We have a 55 reg Symbol, which has an 80a/h battery under the drivers seat. Must admit there doesn't seem to be much room and in the event of a spark, the driver will get warm very quick :lol: but we manage 3 nights without hook up, using gas for cooking & water heater ( in the summer we use a Cobb Bar B Que which as well as a Bar B que also works like a mini oven for a variety of other cooked food!) & diesel for the van heating. 
We also use the shower and a laptop, when wifi connection permits.

All of these things are used in moderation and so far we have not run into trouble. Keep a check on the battery level show on the control panel and if looking low, then it's time to go for a drive to top things up.

We have one of those small solar panels that is suckered into the overhead window to top up the battery. It doesn't store a great amount of power in a day, but every bit helps as they say  
We use internal lighting as required, but try not to run more than 2 lamps at a time. 
As well as watching a 13" tv, which does run off it's own battery for about 2 hrs, before needing recharge, we also use a wind up radio (£4 from Tesco but absolutely fantastic purchase).

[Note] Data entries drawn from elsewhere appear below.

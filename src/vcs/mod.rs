//! Version-control client adapters.

pub mod git;

pub use git::{Git, GitCli};
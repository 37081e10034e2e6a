//! # Field Connection
//!
//! Fields and their columns live in the void until connected to physical
//! page storage. Connecting walks the tree depth-first, registers each field
//! in the descriptor under its dot-qualified name, and creates or opens the
//! backing columns. On the source side, the stored column encodings must be
//! in the field's accepted set; a mismatch is a fatal schema error.

use crate::column::{Column, ColumnType, ElementClass, EntryIndex};
use crate::column::element::SWITCH_ELEMENT_SIZE;
use crate::field::{ConnectionState, Field, FieldKind, NullableMode};
use crate::pages::{FieldId, SharedSink, SharedSource, WriteOptions};
use eyre::Result;
use smallvec::SmallVec;
use tracing::debug;

impl Field {
    /// Transitions `Unconnected -> ConnectedToSink`, creating descriptor
    /// entries and backing columns for the whole subtree. `first_entry` is
    /// the global index of the first entry this session will write.
    pub fn connect_page_sink(&mut self, sink: &SharedSink, first_entry: EntryIndex) -> Result<()> {
        eyre::ensure!(
            self.state() == ConnectionState::Unconnected,
            "field '{}' is already connected",
            self.name()
        );
        let options = sink.lock().options();
        self.connect_sink_inner(sink, options, first_entry, None, "")
    }

    fn connect_sink_inner(
        &mut self,
        sink: &SharedSink,
        options: WriteOptions,
        first_entry: EntryIndex,
        parent: Option<FieldId>,
        prefix: &str,
    ) -> Result<()> {
        if let FieldKind::Cardinality { .. } = self.kind() {
            eyre::bail!(
                "cardinality field '{}' is read-only and cannot connect to a page sink",
                self.name()
            );
        }
        let qualified = qualify(prefix, self.name());
        let id = sink.lock().create_field(
            &qualified,
            self.type_name(),
            self.type_version(),
            parent,
        )?;
        self.set_on_disk_id(id);

        let reps = self.representations();
        if !reps.serialization.is_empty() {
            let mut types: SmallVec<[ColumnType; 2]> = reps.serialization[self.repr_index()]
                .iter()
                .copied()
                .collect();
            if !options.split_encoding && types.iter().any(ColumnType::is_split) {
                for ty in &mut types {
                    *ty = ty.plain();
                }
                debug!(field = %qualified, "split encodings downgraded per write options");
            }
            for (index, ty) in types.iter().enumerate() {
                let (class, mem_len) = self.column_layout(index, *ty);
                self.columns.push(Column::connect_sink(
                    id,
                    index as u32,
                    *ty,
                    class,
                    mem_len,
                    first_entry,
                    sink,
                )?);
            }
        }

        for child in &mut self.sub_fields {
            child.connect_sink_inner(sink, options, first_entry, Some(id), &qualified)?;
        }
        self.set_state(ConnectionState::ConnectedToSink);
        debug!(field = %qualified, "connected to page sink");
        Ok(())
    }

    /// Transitions `Unconnected -> ConnectedToSource`, resolving the subtree
    /// against the source's descriptor and verifying that every stored
    /// column encoding is one this field can deserialize.
    pub fn connect_page_source(&mut self, source: &SharedSource) -> Result<()> {
        eyre::ensure!(
            self.state() == ConnectionState::Unconnected,
            "field '{}' is already connected",
            self.name()
        );
        self.connect_source_inner(source, "")
    }

    fn connect_source_inner(&mut self, source: &SharedSource, prefix: &str) -> Result<()> {
        let qualified = qualify(prefix, self.name());
        let target = match self.kind() {
            FieldKind::Cardinality { of, .. } => of.clone(),
            _ => qualified.clone(),
        };
        let (id, on_disk_types, type_version) = {
            let src = source.lock();
            let fd = src
                .descriptor()
                .lookup(&target)
                .ok_or_else(|| eyre::eyre!("no on-disk field named '{}'", target))?;
            (fd.id, fd.column_types.clone(), fd.type_version)
        };
        self.set_on_disk_id(id);
        self.set_on_disk_type_version(type_version);

        if let FieldKind::Cardinality { of, .. } = self.kind() {
            // Only the collection's principal offset column is borrowed.
            let first = on_disk_types.first().copied().ok_or_else(|| {
                eyre::eyre!(
                    "schema mismatch for field '{}': collection '{}' has no columns",
                    qualified,
                    of
                )
            })?;
            eyre::ensure!(
                first.is_index(),
                "schema mismatch for field '{}': column type {:?} of '{}' is not an offset column",
                qualified,
                first,
                of
            );
            let (class, mem_len) = self.column_layout(0, first);
            self.columns
                .push(Column::connect_source(id, 0, first, class, mem_len, source)?);
        } else {
            let reps = self.representations();
            if reps.serialization.is_empty() && reps.deserialization_extra.is_empty() {
                eyre::ensure!(
                    on_disk_types.is_empty(),
                    "schema mismatch for field '{}': unexpected stored columns {:?}",
                    qualified,
                    on_disk_types
                );
            } else {
                eyre::ensure!(
                    reps.accepts_for_read(&on_disk_types),
                    "schema mismatch for field '{}': on-disk column types {:?} are not accepted",
                    qualified,
                    on_disk_types
                );
                for (index, ty) in on_disk_types.iter().enumerate() {
                    let (class, mem_len) = self.column_layout(index, *ty);
                    self.columns.push(Column::connect_source(
                        id,
                        index as u32,
                        *ty,
                        class,
                        mem_len,
                        source,
                    )?);
                }
            }
        }

        self.on_connect_source(&on_disk_types);

        for child in &mut self.sub_fields {
            child.connect_source_inner(source, &qualified)?;
        }
        self.set_state(ConnectionState::ConnectedToSource);
        debug!(field = %qualified, "connected to page source");
        Ok(())
    }

    /// Post-connect hook: recovers state implied by the stored encodings.
    fn on_connect_source(&mut self, on_disk_types: &[ColumnType]) {
        if let FieldKind::Nullable { mode, .. } = self.kind_mut() {
            *mode = if on_disk_types == [ColumnType::Bit] {
                NullableMode::Dense
            } else {
                NullableMode::Sparse
            };
        }
    }

    /// Element codec configuration for the field's own column at `index`.
    fn column_layout(&self, index: usize, ty: ColumnType) -> (ElementClass, usize) {
        match self.kind() {
            FieldKind::Leaf(kind) => (kind.class(), kind.size()),
            FieldKind::String { .. } => {
                if index == 0 {
                    (ElementClass::Index, 8)
                } else {
                    (ElementClass::Bytes, 1)
                }
            }
            FieldKind::Vector { .. } | FieldKind::Proxied { .. } | FieldKind::Set { .. } => {
                (ElementClass::Index, 8)
            }
            FieldKind::Nullable { .. } => {
                if ty == ColumnType::Bit {
                    (ElementClass::Bool, 1)
                } else {
                    (ElementClass::Index, 8)
                }
            }
            FieldKind::Variant { .. } => (ElementClass::Switch, SWITCH_ELEMENT_SIZE),
            FieldKind::Cardinality { .. } => (ElementClass::Index, 8),
            FieldKind::Bitset { .. } => (ElementClass::Bool, 1),
            FieldKind::Record { .. }
            | FieldKind::Array { .. }
            | FieldKind::Enum
            | FieldKind::Atomic => (ElementClass::Bytes, 0),
        }
    }
}

fn qualify(prefix: &str, name: &str) -> String {
    if prefix.is_empty() {
        name.to_string()
    } else {
        format!("{}.{}", prefix, name)
    }
}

BTW we carry an 8 litre water container that we purchased in a French supermarket filled with water. Now used to replenish the fresh water tank, when we can't use our hose for fill up. ( take 6 bottles to fill the tank ).

We mainly use Aires abroad, or CL's / CS's in the UK and quite often 'Park Up' if the need arises when out & about. Only using main campsites when with friends.


----------



## lev (Feb 14, 2009)

Cheers **** - perhaps if I look around I can find a suitable 80a/h battery.

Unfortunately, our Zig panel only has an LED that shows when the battery is low, not a full scale meter so monitoring battery life may prove difficult.

Do you know if when on EHU the 12v systems work without any battery drain or should I leave the charger on? Will this 'boil' the leisure battery?

Sorry for all the questions - still have a lot to learn.


----------



## RichardnGill (Aug 31, 2006)

You might find that Elecsol battery's give more AH for there size than others.

He is a list of sizes etc. LINK

Richard...


----------



## homenaway (Jul 27, 2005)

Hi lev,

We have a 2001 AS Symbol which probably has the same underseat installation and have fitted an 85Ah - just  

When on hookup the inbuilt charger should provide enough amps (8 I believe) to supply your 12v electric needs and top up the leisure battery. It shouldn't boil as it will only charge at 13.8v max and we leave the charger switched on all the time we are on mains hookup.

Occasionally we struggle after a couple of days if only on 12v and we don't drive far during the day especially in winter when the Truma blown air heating is working overtime  

Our control panel has a basic analogue meter - green yellow & red zones and I have to press the switch to check (doubles as the water level gauge).

I have a cheap Maplin digital multimeter set to the 20volt DC range and a short lead with a 12v plug on it which I plug in to a 12v socket to monitor the volts more accurately.

Steve


----------



## lev (Feb 14, 2009)

Thanks both.

The Elecsol batteries look interesting - I'm wondering if I can get the 110a/h in there at 190mm?

homenaway - thanks for the info on the charger. The multimeter approach will very useful I think.

Is it easy to change the battery or should I get a professional to do it?

Time to subscribe I think - this forum is awesome!


----------